Das Arbeitsgericht hat die Klage abgewiesen. Das [X.] hat die Berufung zurückgewiesen. Mit der vom [X.] zugelassenen Revision verfolgt der Kläger sein Klagebegehren weiter. Der Beklagte ist zum Termin vor dem [X.] nicht erschienen.

Entscheidungsgründe

I. Die Revision hat Erfolg. Mit der von ihm gegebenen Begründung durfte das [X.] die auf Leistung von Schadensersatz gerichtete Klage nicht abweisen. Der Beklagte hat seine Pflicht zur Unterlassung von [X.] während des Arbeitsverhältnisses verletzt (§ 60 [X.]GB). Ob und in welchem Umfang der Kläger vom [X.] Schadensersatz verlangen kann (§ 61 Abs. 1 [X.]GB), steht noch nicht fest. Deshalb musste das Berufungsurteil aufgehoben und die Sache zur neuen Verhandlung und Entscheidung an das [X.] zurückverwiesen werden (§ 563 ZPO).

1. Der Beklagte hat gegen das vertragliche Konkurrenzverbot verstoßen. Die Auffassung des [X.]s, der Kläger habe insoweit nicht ausreichend vorgetragen, trifft unter Berücksichtigung der Säumnislage im Berufungstermin nicht zu.

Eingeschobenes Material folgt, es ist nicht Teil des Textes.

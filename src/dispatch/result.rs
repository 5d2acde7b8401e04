//! Call request and outcome types, and their wire form.

use serde::{Deserialize, Serialize};
use serde_json::{json, Map, Value};
use std::fmt;
use std::time::Duration;

use crate::guard::SecurityError;
use crate::tools::ValidationError;

/// One tool invocation as received from the caller.
#[derive(Debug, Clone, PartialEq, Serialize, Deserialize)]
pub struct CallRequest {
    pub tool: String,
    #[serde(default)]
    pub arguments: Value,
}

impl CallRequest {
    pub fn new(tool: impl Into<String>, arguments: Value) -> Self {
        Self {
            tool: tool.into(),
            arguments,
        }
    }
}

/// Lifecycle of a single dispatch. Logged at each transition.
#[derive(Debug, Clone, Copy, PartialEq, Eq)]
pub enum CallStage {
    Received,
    Validated,
    Authorized,
    Executing,
    Completed,
    Rejected,
}

impl fmt::Display for CallStage {
    fn fmt(&self, f: &mut fmt::Formatter<'_>) -> fmt::Result {
        let s = match self {
            CallStage::Received => "received",
            CallStage::Validated => "validated",
            CallStage::Authorized => "authorized",
            CallStage::Executing => "executing",
            CallStage::Completed => "completed",
            CallStage::Rejected => "rejected",
        };
        f.write_str(s)
    }
}

/// Top-level failure category.
#[derive(Debug, Clone, Copy, PartialEq, Eq, Hash)]
pub enum FailureKind {
    UnknownTool,
    InvalidArguments,
    SecurityViolation,
    RateLimited,
    Timeout,
    HandlerError,
}

impl FailureKind {
    pub fn as_str(self) -> &'static str {
        match self {
            FailureKind::UnknownTool => "UnknownTool",
            FailureKind::InvalidArguments => "InvalidArguments",
            FailureKind::SecurityViolation => "SecurityViolation",
            FailureKind::RateLimited => "RateLimited",
            FailureKind::Timeout => "Timeout",
            FailureKind::HandlerError => "HandlerError",
        }
    }

    /// Only throttling and timeouts are worth retrying; everything else is
    /// terminal for the call.
    pub fn retryable(self) -> bool {
        matches!(self, FailureKind::RateLimited | FailureKind::Timeout)
    }
}

impl fmt::Display for FailureKind {
    fn fmt(&self, f: &mut fmt::Formatter<'_>) -> fmt::Result {
        f.write_str(self.as_str())
    }
}

/// Why the arguments were refused: by the schema or by the handler itself.
#[derive(Debug, Clone, PartialEq)]
pub enum ArgumentError {
    Schema(ValidationError),
    Handler(String),
}

/// Structured reason a call did not succeed.
#[derive(Debug, Clone, PartialEq)]
pub enum Failure {
    UnknownTool { name: String },
    InvalidArguments(ArgumentError),
    SecurityViolation { field: Option<String>, error: SecurityError },
    RateLimited { key: String, retry_after: Duration },
    Timeout { after: Duration },
    HandlerError { message: String },
}

impl Failure {
    pub fn kind(&self) -> FailureKind {
        match self {
            Failure::UnknownTool { .. } => FailureKind::UnknownTool,
            Failure::InvalidArguments(_) => FailureKind::InvalidArguments,
            Failure::SecurityViolation { .. } => FailureKind::SecurityViolation,
            Failure::RateLimited { .. } => FailureKind::RateLimited,
            Failure::Timeout { .. } => FailureKind::Timeout,
            Failure::HandlerError { .. } => FailureKind::HandlerError,
        }
    }

    /// Finer-grained subtype, where the kind has one.
    pub fn subtype(&self) -> Option<&'static str> {
        match self {
            Failure::InvalidArguments(ArgumentError::Schema(e)) => Some(e.kind()),
            Failure::InvalidArguments(ArgumentError::Handler(_)) => Some("InvalidInput"),
            Failure::SecurityViolation { error, .. } => Some(error.kind()),
            _ => None,
        }
    }

    /// Offending argument path, if known.
    pub fn field(&self) -> Option<&str> {
        match self {
            Failure::InvalidArguments(ArgumentError::Schema(e)) => Some(e.field()),
            Failure::SecurityViolation { field, .. } => field.as_deref(),
            _ => None,
        }
    }

    pub fn retry_after(&self) -> Option<Duration> {
        match self {
            Failure::RateLimited { retry_after, .. } => Some(*retry_after),
            _ => None,
        }
    }

    pub fn message(&self) -> String {
        match self {
            Failure::UnknownTool { name } => format!("unknown tool: {name}"),
            Failure::InvalidArguments(ArgumentError::Schema(e)) => e.to_string(),
            Failure::InvalidArguments(ArgumentError::Handler(msg)) => msg.clone(),
            Failure::SecurityViolation { error, .. } => error.to_string(),
            Failure::RateLimited { key, retry_after } => format!(
                "rate limit exceeded for {key}; retry after {}ms",
                retry_after.as_millis()
            ),
            Failure::Timeout { after } => {
                format!("tool call timed out after {}ms", after.as_millis())
            }
            Failure::HandlerError { message } => message.clone(),
        }
    }

    pub fn to_json(&self) -> Value {
        let mut error = Map::new();
        error.insert("kind".into(), json!(self.kind().as_str()));
        if let Some(subtype) = self.subtype() {
            error.insert("subtype".into(), json!(subtype));
        }
        error.insert("message".into(), json!(self.message()));
        if let Some(field) = self.field() {
            error.insert("field".into(), json!(field));
        }
        if let Some(retry_after) = self.retry_after() {
            error.insert("retry_after_ms".into(), json!(retry_after.as_millis() as u64));
        }
        error.insert("retryable".into(), json!(self.kind().retryable()));
        Value::Object(error)
    }
}

impl fmt::Display for Failure {
    fn fmt(&self, f: &mut fmt::Formatter<'_>) -> fmt::Result {
        write!(f, "{}: {}", self.kind(), self.message())
    }
}

/// Outcome of exactly one dispatch. Never partial.
#[derive(Debug, Clone, PartialEq)]
pub enum CallResult {
    Success(Value),
    Failure(Failure),
}

impl CallResult {
    pub fn is_success(&self) -> bool {
        matches!(self, CallResult::Success(_))
    }

    pub fn payload(&self) -> Option<&Value> {
        match self {
            CallResult::Success(payload) => Some(payload),
            CallResult::Failure(_) => None,
        }
    }

    pub fn failure(&self) -> Option<&Failure> {
        match self {
            CallResult::Success(_) => None,
            CallResult::Failure(failure) => Some(failure),
        }
    }

    pub fn to_json(&self) -> Value {
        match self {
            CallResult::Success(payload) => json!({ "success": true, "payload": payload }),
            CallResult::Failure(failure) => json!({ "success": false, "error": failure.to_json() }),
        }
    }
}

impl From<Failure> for CallResult {
    fn from(failure: Failure) -> Self {
        CallResult::Failure(failure)
    }
}
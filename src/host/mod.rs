//! Host platform abstraction: responsibility and boundaries
//!
//! This module describes what the crate CONSUMES from the host platform and
//! never reimplements: a screen-like object, a window-like object, media-query
//! evaluation and an event-construction facility. Orientation logic lives in
//! `crate::orientation`; implementations here only report capabilities and
//! relay raw notifications.

pub mod simulated;

pub use simulated::SimulatedHost;

use std::sync::Arc;

/// Медиазапрос, которым и резолвер, и фасад спрашивают хост про ориентацию
pub const LANDSCAPE_MEDIA_QUERY: &str = "(orientation: landscape)";

use crate::error::Result;
use crate::events::{LockType, OrientationType, RawCallback, RawEvent, RawSignal};
use crate::orientation::OrientationApi;

/// Screen-подобный объект хоста
pub trait HostScreen: Send + Sync {
    /// Родная реализация ScreenOrientation, если платформа её поставляет
    fn native_orientation(&self) -> Option<Arc<dyn OrientationApi>>;

    /// Текущее значение слота screen.orientation (родной объект или установленный фасад)
    fn orientation(&self) -> Option<Arc<dyn OrientationApi>>;

    fn set_orientation(&self, orientation: Arc<dyn OrientationApi>);

    /// Вендорная строка ориентации (ms/moz), если объявлена
    fn vendor_orientation(&self) -> Option<OrientationType>;

    /// Объявлен ли settable-слот on<event> (null-сентинел присутствует)
    fn has_handler_slot(&self, event: &str) -> bool;

    fn handler_slot(&self, event: &str) -> Option<RawCallback>;

    fn set_handler_slot(&self, event: &str, cb: Option<RawCallback>);

    /// Подписка; повторная регистрация той же ссылки коалесцируется (семантика DOM)
    fn add_listener(&self, event: &str, cb: RawCallback);

    /// Отписка требует той же ссылки, что была передана в add_listener
    fn remove_listener(&self, event: &str, cb: &RawCallback);

    /// Синхронная доставка: слушатели в порядке регистрации, затем слот on<event>
    fn dispatch(&self, event: &str, signal: RawSignal);

    /// Вендорный примитив блокировки: None — примитива нет, Some — исход вызова
    fn vendor_lock(&self, lock_type: LockType) -> Option<bool>;

    /// Вендорный примитив разблокировки; true если примитив существует
    fn vendor_unlock(&self) -> bool;
}

/// Window-подобный объект хоста: легаси-поверхность ориентации
pub trait HostWindow: Send + Sync {
    /// Легаси числовой window.orientation
    fn legacy_angle(&self) -> Option<i32>;

    fn has_handler_slot(&self) -> bool;

    fn handler_slot(&self) -> Option<RawCallback>;

    fn set_handler_slot(&self, cb: Option<RawCallback>);

    fn add_listener(&self, cb: RawCallback);

    fn remove_listener(&self, cb: &RawCallback);

    fn dispatch(&self, signal: RawSignal);
}

/// Результат matchMedia: булево совпадение плюс уведомления о смене
pub trait MediaQuery: Send + Sync {
    fn matches(&self) -> bool;

    fn on_change(&self, cb: RawCallback);
}

/// Агрегат хост-окружения
pub trait Host: Send + Sync {
    fn screen(&self) -> &dyn HostScreen;

    fn window(&self) -> &dyn HostWindow;

    /// None — хост не умеет media queries
    fn media_query(&self, query: &str) -> Option<Arc<dyn MediaQuery>>;

    /// Фабрика событий хоста; None — фабрика недоступна,
    /// вызывающий код обязан подставить минимальную замену
    fn new_event(&self, kind: &str) -> Option<RawEvent>;

    /// Быстрый и громкий отказ вне браузероподобного окружения
    fn ensure_available(&self) -> Result<()>;
}
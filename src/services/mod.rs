pub mod watcher;

pub use watcher::create_watcher;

Nach § 539 Abs. 2 ZPO ist bei Säumnis des Berufungsbeklagten das zulässige tatsächliche Vorbringen des Berufungsklägers als zugestanden anzunehmen. Soweit es den Berufungsantrag rechtfertigt, ist nach dem Antrag zu erkennen.

a) Während des rechtlichen Bestehens eines Arbeitsverhältnisses ist einem Arbeitnehmer grundsätzlich jede Konkurrenztätigkeit zum Nachteil seines Arbeitgebers untersagt ([X.]Rspr., [X.] 28. Januar 2010 - 2 [X.] - Rn. 22, [X.] [X.] § 626 Nr. 227 = EzA [X.] 2002 § 626 Nr. 30; 26. Juni 2008 - 2 [X.]/07 - Rn. 15 mwN, [X.] [X.] § 626 Nr. 213 = EzA [X.] 2002 § 626 Nr. 21). Durch gleichwohl entfaltete [X.] - einschließlich des Abwerbens von Arbeitnehmern und Kunden - verstößt der Arbeitnehmer gegen seine vertraglichen Pflichten.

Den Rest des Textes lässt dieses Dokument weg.